Ensure you have Python 3.8 or newer installed. Clone or download the project repository, navigate to the project directory, and install the required dependencies:

pip install -r requirements.txt

OEM Data Package

The OEMDataPackage class is designed to streamline the creation, validation, and packaging of datasets along with their respective OEM, adhering to the Frictionless Data Package standard and incorporating standards of OEM and OEP. It should facilitate the organization of datasets for easy sharing, publication, and further processing, specifically enabling improved integration with the OEP.

Class Features

  • Automated Packaging: Packages datasets and metadata for OEP and OEM compliance.
  • Metadata Validation: Ensures metadata meets OEM standards for publication.
  • Customization: Enables detailed package naming, description, and versioning.
  • Geospatial Features: Validates geospatial data, including CRS and geometry.
  • Validation Reports: Provides reports on metadata compliance with OEM.

Usage

  1. Initialize: Specify the input directory containing datasets and metadata, the output directory for the data package, package name, description, version, and whether to enable OEM integration.
from oem_dpkg import OemDataPackage

package = OemDataPackage(
    input_path="/path/to/datasets",
    output_path="/path/to/output",
    name="Example Data Package",
    description="A comprehensive data package for energy research.",
    version="1.0",
    oem=True
)
  1. Create the Data Package: Call the create() method to automatically package the datasets, perform metadata validation, and prepare the data package.
package.create()

This process copies the datasets and metadata to the specified output directory, validates the metadata against OEM standards, and generates a datapackage.json file that describes the entire data package.

Considerations

  • Ensure the input directory is well-organized, with each dataset and its corresponding metadata placed in separate subdirectories. (see example structure)
  • The metadata files should be named metadata.json and formatted according to the OEM standards for seamless validation.
  • The naming convention for the data package should adhere to Frictionless Data Package specifications. The class automatically adjusts names to fit these specifications, if necessary.

OepUploadHandler

The OepUploadHandler class is designed to improve the workflow of uploading data to the Open Energy Platform (OEP). It facilitates the preparation and uploading of datasets and their metadata, ensuring compliance with the Open Energy Metadata (OEM) standards.

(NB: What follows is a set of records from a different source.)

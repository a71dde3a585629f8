use std::time::Duration;

use thiserror::Error;

use crate::xmlapi::codes;

/// Top-level error type for the `panfly-api` crate.
///
/// Covers every failure mode of the XML API surface: authentication,
/// transport, HTTP status, the `<response status="error">` envelope, and
/// malformed payloads. `panfly-core` maps these into domain errors.
#[derive(Debug, Error)]
pub enum Error {
    // ── Authentication ──────────────────────────────────────────────
    /// The device rejected the API key (HTTP 401/403).
    #[error("Authentication failed: {message}")]
    Authentication { message: String },

    // ── Transport ───────────────────────────────────────────────────
    /// HTTP transport error (connection refused, DNS failure, reset, etc.)
    #[error("HTTP transport error: {0}")]
    Transport(#[from] reqwest::Error),

    /// URL parsing error.
    #[error("Invalid URL: {0}")]
    InvalidUrl(#[from] url::ParseError),

    /// Request timed out. `after` is the configured limit when known.
    #[error("Request timed out{}", .after.map(|d| format!(" after {d:?}")).unwrap_or_default())]
    Timeout { after: Option<Duration> },

    /// TLS handshake or certificate error.
    #[error("TLS error: {0}")]
    Tls(String),

    /// Non-success HTTP status outside the auth range.
    #[error("HTTP {status}: {message}")]
    Http { status: u16, message: String },

    // ── Device API ──────────────────────────────────────────────────
    /// Parsed from a `<response status="error" code="N">` envelope.
    ///
    /// `xpath` is attached by the client for configuration calls so the
    /// caller can tell which location the device refused.
    #[error("Device API error: {message}")]
    DeviceApi {
        code: Option<u16>,
        message: String,
        xpath: Option<String>,
    },

    // ── Data ────────────────────────────────────────────────────────
    /// The body was XML but not the envelope we expected.
    #[error("Malformed response: {message}")]
    MalformedResponse { message: String, body: String },

    /// The body could not be parsed (or a fragment could not be written) as XML.
    #[error("XML error: {0}")]
    Xml(String),
}

impl Error {
    /// Returns `true` if this is a transient error worth retrying.
    ///
    /// Connection failures, timeouts, HTTP 5xx / 429, and the device's
    /// internal-error codes qualify. Anything the device rejected on its
    /// merits (bad xpath, invalid object, malformed command) never does.
    pub fn is_transient(&self) -> bool {
        match self {
            Self::Transport(e) => e.is_timeout() || e.is_connect() || e.is_request(),
            Self::Timeout { .. } => true,
            Self::Http { status, .. } => *status >= 500 || *status == 429,
            Self::DeviceApi { code: Some(code), .. } => codes::is_internal_error(*code),
            _ => false,
        }
    }

    /// Returns `true` if the device reported the addressed object as absent.
    pub fn is_not_found(&self) -> bool {
        matches!(
            self,
            Self::DeviceApi {
                code: Some(codes::OBJECT_NOT_PRESENT),
                ..
            } | Self::Http { status: 404, .. }
        )
    }

    /// The xpath the failing request targeted, if it was a configuration call.
    pub fn xpath(&self) -> Option<&str> {
        match self {
            Self::DeviceApi { xpath, .. } => xpath.as_deref(),
            _ => None,
        }
    }

    /// Attach the request xpath to a device error for diagnostics.
    #[must_use]
    pub fn with_xpath(self, target: Option<&str>) -> Self {
        match (self, target) {
            (
                Self::DeviceApi {
                    code,
                    message,
                    xpath: None,
                },
                Some(target),
            ) => Self::DeviceApi {
                code,
                message,
                xpath: Some(target.to_owned()),
            },
            (other, _) => other,
        }
    }
}

#[cfg(test)]
mod tests {
    use super::*;

    fn device(code: u16) -> Error {
        Error::DeviceApi {
            code: Some(code),
            message: "boom".into(),
            xpath: None,
        }
    }

    #[test]
    fn device_validation_codes_are_not_transient() {
        for code in [
            codes::BAD_XPATH,
            codes::INVALID_OBJECT,
            codes::MALFORMED_COMMAND,
        ] {
            assert!(!device(code).is_transient(), "code {code} must not retry");
        }
    }

    #[test]
    fn server_side_failures_are_transient() {
        assert!(device(codes::INTERNAL_ERROR).is_transient());
        assert!(
            Error::Http {
                status: 503,
                message: String::new()
            }
            .is_transient()
        );
        assert!(
            !Error::Http {
                status: 400,
                message: String::new()
            }
            .is_transient()
        );
    }

    #[test]
    fn with_xpath_only_fills_device_errors() {
        let err = device(codes::BAD_XPATH).with_xpath(Some("/config/shared"));
        assert_eq!(err.xpath(), Some("/config/shared"));

        let err = Error::Tls("x".into()).with_xpath(Some("/config/shared"));
        assert!(err.xpath().is_none());
    }

    #[test]
    fn object_not_present_is_not_found() {
        assert!(device(codes::OBJECT_NOT_PRESENT).is_not_found());
        assert!(!device(codes::OBJECT_NOT_UNIQUE).is_not_found());
    }
}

This guide will explain how to effectively utilize this class, highlighting important considerations to ensure successful data uploads.

Class Features

  • Batch Uploads: Enables efficient dataset uploads to the Open Energy Platform (OEP) in batches.
  • Selective Processing: Offers flexibility in processing specific datasets or all datasets within a package.
  • Metadata Updates: Automatically updates metadata on OEP to keep dataset information current.
  • Table Management: Gives options to newly create necessary tables or manage existing tables on OEP, including overwriting capabilities with user confirmation.

Prerequisites

Before using OepUploadHandler, ensure you have:

  • A valid API token for the Open Energy Platform.
  • Properly packaged the datasets and metadata you intend to upload, using the OEMDataPackage functions.

Usage

  1. Initialize: To begin, instantiate the OepUploadHandler class with the path to your data package, your OEP API token, and other relevant information:
from oem_dpkg import OepUploadHandler

upload_handler = OepUploadHandler(
    datapackage_path="path/to/your/datapackage.json",
    api_token="your_oep_api_token",
    oep_username="your_oep_username",
    oep_schema="model_draft",  # Optional, defaults to "model_draft"
    dataset_selection=["dataset1", "dataset2"]  # Optional, specify datasets to upload
)
  1. Extract Dataset Resources: The extract_dataset_resources method filters the datasets you wish to upload based on your dataset_selection. If no selection is provided, all datasets within the data package are processed:
upload_handler.extract_dataset_resources()
  1. Set up OEP Database Connection: Establish a connection to the OEP Database API using setup_db_connection:
upload_handler.setup_db_connection()

This step is crucial for enabling dataset uploads and table creation on the OEP.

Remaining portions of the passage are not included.